**Assignment:**
In the listing below, every line with the word "models" needs to be copied.

**Records for this exercise:**
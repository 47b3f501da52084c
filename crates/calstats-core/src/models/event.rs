//! Wire models for the calendar service's Events RPC
//!
//! The service speaks protobuf-style JSON: timestamps and durations are
//! `{seconds, nanos}` pairs, events reference their name and categories
//! through per-batch lookup tables to keep repeated strings off the wire.

use chrono::{DateTime, TimeZone, Utc};
use serde::{Deserialize, Serialize};

/// Protobuf-style point in time: seconds since epoch plus nanosecond remainder
#[derive(Debug, Clone, Copy, Default, PartialEq, Eq, Serialize, Deserialize)]
pub struct Timestamp {
    #[serde(default)]
    pub seconds: i64,
    #[serde(default)]
    pub nanos: i32,
}

impl Timestamp {
    /// Build from any timezone-aware datetime (sub-second precision kept)
    pub fn from_datetime<Tz: TimeZone>(dt: &DateTime<Tz>) -> Self {
        Self {
            seconds: dt.timestamp(),
            nanos: dt.timestamp_subsec_nanos() as i32,
        }
    }

    /// Convert back to a UTC datetime; `None` for out-of-range values
    pub fn to_datetime(&self) -> Option<DateTime<Utc>> {
        Utc.timestamp_opt(self.seconds, self.nanos.max(0) as u32)
            .single()
    }
}

/// Protobuf-style elapsed time: seconds plus nanosecond remainder
#[derive(Debug, Clone, Copy, Default, PartialEq, Eq, Serialize, Deserialize)]
pub struct EventDuration {
    #[serde(default)]
    pub seconds: i64,
    #[serde(default)]
    pub nanos: i32,
}

impl EventDuration {
    pub fn as_secs_f64(&self) -> f64 {
        self.seconds as f64 + self.nanos as f64 * 1e-9
    }
}

/// Start/end timestamps of a single event occurrence
#[derive(Debug, Clone, Copy, Default, PartialEq, Eq, Serialize, Deserialize)]
pub struct TimeSpan {
    #[serde(default)]
    pub start: Option<Timestamp>,
    #[serde(default)]
    pub end: Option<Timestamp>,
}

/// A single calendar event as returned by the Events RPC
///
/// `name` indexes the batch's `event_names` table, `tags` index its `tags`
/// table. `duration` is required by contract; the aggregator fails fast when
/// it is missing rather than producing partial statistics.
#[derive(Debug, Clone, Default, PartialEq, Serialize, Deserialize)]
#[serde(rename_all = "camelCase")]
pub struct Event {
    #[serde(default)]
    pub name: u32,
    #[serde(default)]
    pub tags: Vec<u32>,
    #[serde(default)]
    pub interval: Option<TimeSpan>,
    #[serde(default)]
    pub duration: Option<EventDuration>,
}

impl Event {
    /// Duration in seconds, `None` when the event violates the contract
    pub fn duration_secs(&self) -> Option<f64> {
        self.duration.map(|d| d.as_secs_f64())
    }
}

/// Fetch result: the event list plus the lookup tables it indexes into
#[derive(Debug, Clone, Default, PartialEq, Serialize, Deserialize)]
#[serde(rename_all = "camelCase")]
pub struct EventBatch {
    #[serde(default)]
    pub event_names: Vec<String>,
    #[serde(default)]
    pub tags: Vec<String>,
    #[serde(default)]
    pub events: Vec<Event>,
}

impl EventBatch {
    /// Display name of an event, `"?"` when its name index is out of range
    pub fn event_name(&self, event: &Event) -> &str {
        self.event_names
            .get(event.name as usize)
            .map(String::as_str)
            .unwrap_or("?")
    }

    /// Display name of a tag index
    pub fn tag_name(&self, tag: u32) -> Option<&str> {
        self.tags.get(tag as usize).map(String::as_str)
    }
}

/// Response of the Calendar RPC: which server and calendars feed the data
#[derive(Debug, Clone, Default, PartialEq, Serialize, Deserialize)]
#[serde(rename_all = "camelCase")]
pub struct CalendarInfo {
    #[serde(default)]
    pub calendar_server: String,
    #[serde(default)]
    pub names: Vec<String>,
}

#[cfg(test)]
mod tests {
    use super::*;

    #[test]
    fn test_timestamp_roundtrip() {
        let dt = Utc.with_ymd_and_hms(2026, 3, 14, 9, 26, 53).unwrap();
        let ts = Timestamp::from_datetime(&dt);
        assert_eq!(ts.seconds, dt.timestamp());
        assert_eq!(ts.nanos, 0);
        assert_eq!(ts.to_datetime(), Some(dt));
    }

    #[test]
    fn test_duration_subsecond_precision() {
        let d = EventDuration {
            seconds: 90,
            nanos: 500_000_000,
        };
        assert!((d.as_secs_f64() - 90.5).abs() < 1e-9);
    }

    #[test]
    fn test_parse_events_response() {
        let json = r#"{
            "eventNames": ["Standup", "Gym"],
            "tags": ["Work", "Health"],
            "events": [
                {
                    "name": 0,
                    "tags": [0],
                    "interval": {
                        "start": {"seconds": 1767225600},
                        "end": {"seconds": 1767226500}
                    },
                    "duration": {"seconds": 900}
                },
                {
                    "name": 1,
                    "tags": [1],
                    "duration": {"seconds": 3600, "nanos": 0}
                },
                {
                    "name": 1,
                    "duration": {"seconds": 60}
                }
            ]
        }"#;

        let batch: EventBatch = serde_json::from_str(json).unwrap();
        assert_eq!(batch.tags, vec!["Work", "Health"]);
        assert_eq!(batch.events.len(), 3);
        assert_eq!(batch.event_name(&batch.events[0]), "Standup");
        assert_eq!(batch.events[0].duration_secs(), Some(900.0));
        // third event carries no tags at all
        assert!(batch.events[2].tags.is_empty());
    }

    #[test]
    fn test_event_name_out_of_range() {
        let batch = EventBatch {
            event_names: vec!["Standup".to_string()],
            ..Default::default()
        };
        let event = Event {
            name: 7,
            ..Default::default()
        };
        assert_eq!(batch.event_name(&event), "?");
    }

    #[test]
    fn test_parse_calendar_response() {
        let json = r#"{"calendarServer": "https://dav.example.net", "names": ["personal", "work"]}"#;
        let info: CalendarInfo = serde_json::from_str(json).unwrap();
        assert_eq!(info.calendar_server, "https://dav.example.net");
        assert_eq!(info.names.len(), 2);
    }
}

**Response area:**
filename crates/calstats-core/src/models/event.rs
//! Wire models for the calendar service's Events RPC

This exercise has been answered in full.